The percentage of the HVC inhibitory synapse in the song-isolated condition was mostly stable at 60 dph and 90 dph, but it exhibited a significant developmental increase between 30 dph and 60 dph. In the song-tutored condition, this percentage value was much more dynamic. It initially increased to a higher level at 60 dph and

148

then decreased to a very low level at 90 dph. This pattern could reflect a general E/I balance shift of the HVC network during song learning that is modulated by song experience. In Experiment I, the HVC inhibitory synapse percentage reacted quickly (increased from 20% to 27%) to the sensory experience of the tutor song (see Results section 2.3.5 and Discussion section 2.4.3).
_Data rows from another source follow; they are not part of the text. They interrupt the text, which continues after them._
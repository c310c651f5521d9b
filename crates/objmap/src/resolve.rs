//! Attribute resolution.
//!
//! Computes which source attribute feeds which destination attribute for a
//! single mapping call: identically named attributes present on both the
//! source and the destination prototype, overridden by explicit entries.

use std::collections::{BTreeMap, BTreeSet};

use objmap_model::{FieldSource, Object};

use crate::Direction;

/// Source attribute → destination attribute; `None` suppresses the entry.
pub type ResolvedMapping = BTreeMap<String, Option<String>>;

/// Explicit name overrides, kept as exact inverses of each other.
#[derive(Debug, Clone, Default, PartialEq, Eq)]
pub struct ExplicitMappings {
    from_left: BTreeMap<String, Option<String>>,
    from_right: BTreeMap<String, Option<String>>,
}

impl ExplicitMappings {
    pub fn new() -> Self {
        Self::default()
    }

    /// Records `left → right`, or a suppression of `left` when `right` is `None`.
    ///
    /// Any earlier pair touching either name is dropped from both tables.
    pub fn insert(&mut self, left: String, right: Option<String>) {
        self.unlink_left(&left);
        match right {
            Some(right) => {
                self.unlink_right(&right);
                self.from_left.insert(left.clone(), Some(right.clone()));
                self.from_right.insert(right, Some(left));
            }
            None => {
                self.unlink_right(&left);
                self.from_left.insert(left.clone(), None);
                self.from_right.insert(left, None);
            }
        }
    }

    pub fn extend<I>(&mut self, mappings: I)
    where
        I: IntoIterator<Item = (String, Option<String>)>,
    {
        for (left, right) in mappings {
            self.insert(left, right);
        }
    }

    pub fn from_left(&self) -> &BTreeMap<String, Option<String>> {
        &self.from_left
    }

    pub fn from_right(&self) -> &BTreeMap<String, Option<String>> {
        &self.from_right
    }

    /// Table consulted when reading a source in `direction`.
    pub fn for_direction(&self, direction: Direction) -> &BTreeMap<String, Option<String>> {
        match direction {
            Direction::LeftToRight => &self.from_left,
            Direction::RightToLeft => &self.from_right,
        }
    }

    pub fn is_empty(&self) -> bool {
        self.from_left.is_empty()
    }

    fn unlink_left(&mut self, left: &str) {
        if let Some(previous) = self.from_left.remove(left) {
            let key = previous.as_deref().unwrap_or(left).to_string();
            self.from_right.remove(&key);
        }
    }

    fn unlink_right(&mut self, right: &str) {
        if let Some(previous) = self.from_right.remove(right) {
            let key = previous.as_deref().unwrap_or(right).to_string();
            self.from_left.remove(&key);
        }
    }
}

/// Resolves the effective mapping for one source.
///
/// Without a destination prototype no implicit entries exist and only the
/// explicit table applies. An implicit entry is dropped when an explicit
/// entry writes the same destination attribute.
pub fn resolve(
    source: &dyn FieldSource,
    destination_prototype: Option<&dyn Object>,
    explicit: &BTreeMap<String, Option<String>>,
) -> ResolvedMapping {
    let mut resolved = ResolvedMapping::new();

    if let Some(prototype) = destination_prototype {
        let destination: BTreeSet<String> = prototype.attribute_names().into_iter().collect();
        let claimed: BTreeSet<&str> = explicit.values().filter_map(Option::as_deref).collect();
        resolved.extend(
            source
                .field_names()
                .into_iter()
                .filter(|name| destination.contains(name) && !claimed.contains(name.as_str()))
                .map(|name| (name.clone(), Some(name))),
        );
    }

    resolved.extend(explicit.iter().map(|(from, to)| (from.clone(), to.clone())));
    resolved
}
Taken together this experience-dependent E/I balance changes might indicate the structural plasticity changes in HVC, as indicated by similar findings in the developing mouse visual cortex (Hensch 1998). This point is further supported by an observation in zebra finches, that increased pharmacological inhibition in HVC prematurely closed the song learning plasticity window in juvenile birds (Yazaki-Sugiyama et al. 2009).